Now researchers at the University of Central Florida have made a nanoscale material that shows good results. The material is a thin film with tiny nanoscale structures on it. The material is made of nickel selenide and is "doped" with iron and phosphor, and it is the doping that allows the electrolysis to happen. When splitting seawater, you get oxygen and hydrogen.
"The seawater electrolysis performance achieved by the dual-doped film far surpasses those of the most recently reported, state-of-the-art electrolysis catalysts and meets the demanding requirements needed for practical application in the industries," one of the scientists, Yang Yang, explained to Interesting engineering.

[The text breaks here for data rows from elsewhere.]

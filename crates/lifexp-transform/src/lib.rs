//! Cleaning stage of the life expectancy pipeline.
//!
//! A cleaner takes the raw table produced by a reader and returns the
//! canonical long-format table (`unit`, `sex`, `age`, `region`, `year`,
//! `value`). Structural problems abort the run; rows with unusable content
//! are dropped.

pub mod cleaner;
pub mod error;
pub mod frame;
pub mod nested;
pub mod numeric;
pub mod wide;

pub use cleaner::CleanerKind;
pub use error::{Result, TransformError};
pub use frame::{frame_to_rows, rows_to_frame};
pub use nested::clean_nested;
pub use numeric::extract_decimal;
pub use wide::{clean_wide, parse_year_headers};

According to the scientists, the material has the potential of being put to use in commercial settings as they have tested it for 200 hours, and it kept a high performance during the whole period. The results are published in the journal "Advanced Materials".
Not everyone is convinced
Elon Musk calls hydrogen "loads of bullshit", and "mind-bogglingly stupid". And as more and more carmakers go electric it sure looks like hydrogen is fighting exceedingly bad odds. One hurdle is the lack of hydrogen fuel stations and the fact that low-carbon hydrogen is currently not cost-competitive.
But some countries do believe in the technology. France has just released a research project and has invested seven billion euros. The goal of the project is, amongst others, to develop fuel cells with longer lifespans. The EU has also started to fund projects aiming at exploring hydrogen.
But for now, the hydrogen market is in, as the World Energy Council puts it:
"a chicken and egg situation, between demand and supply".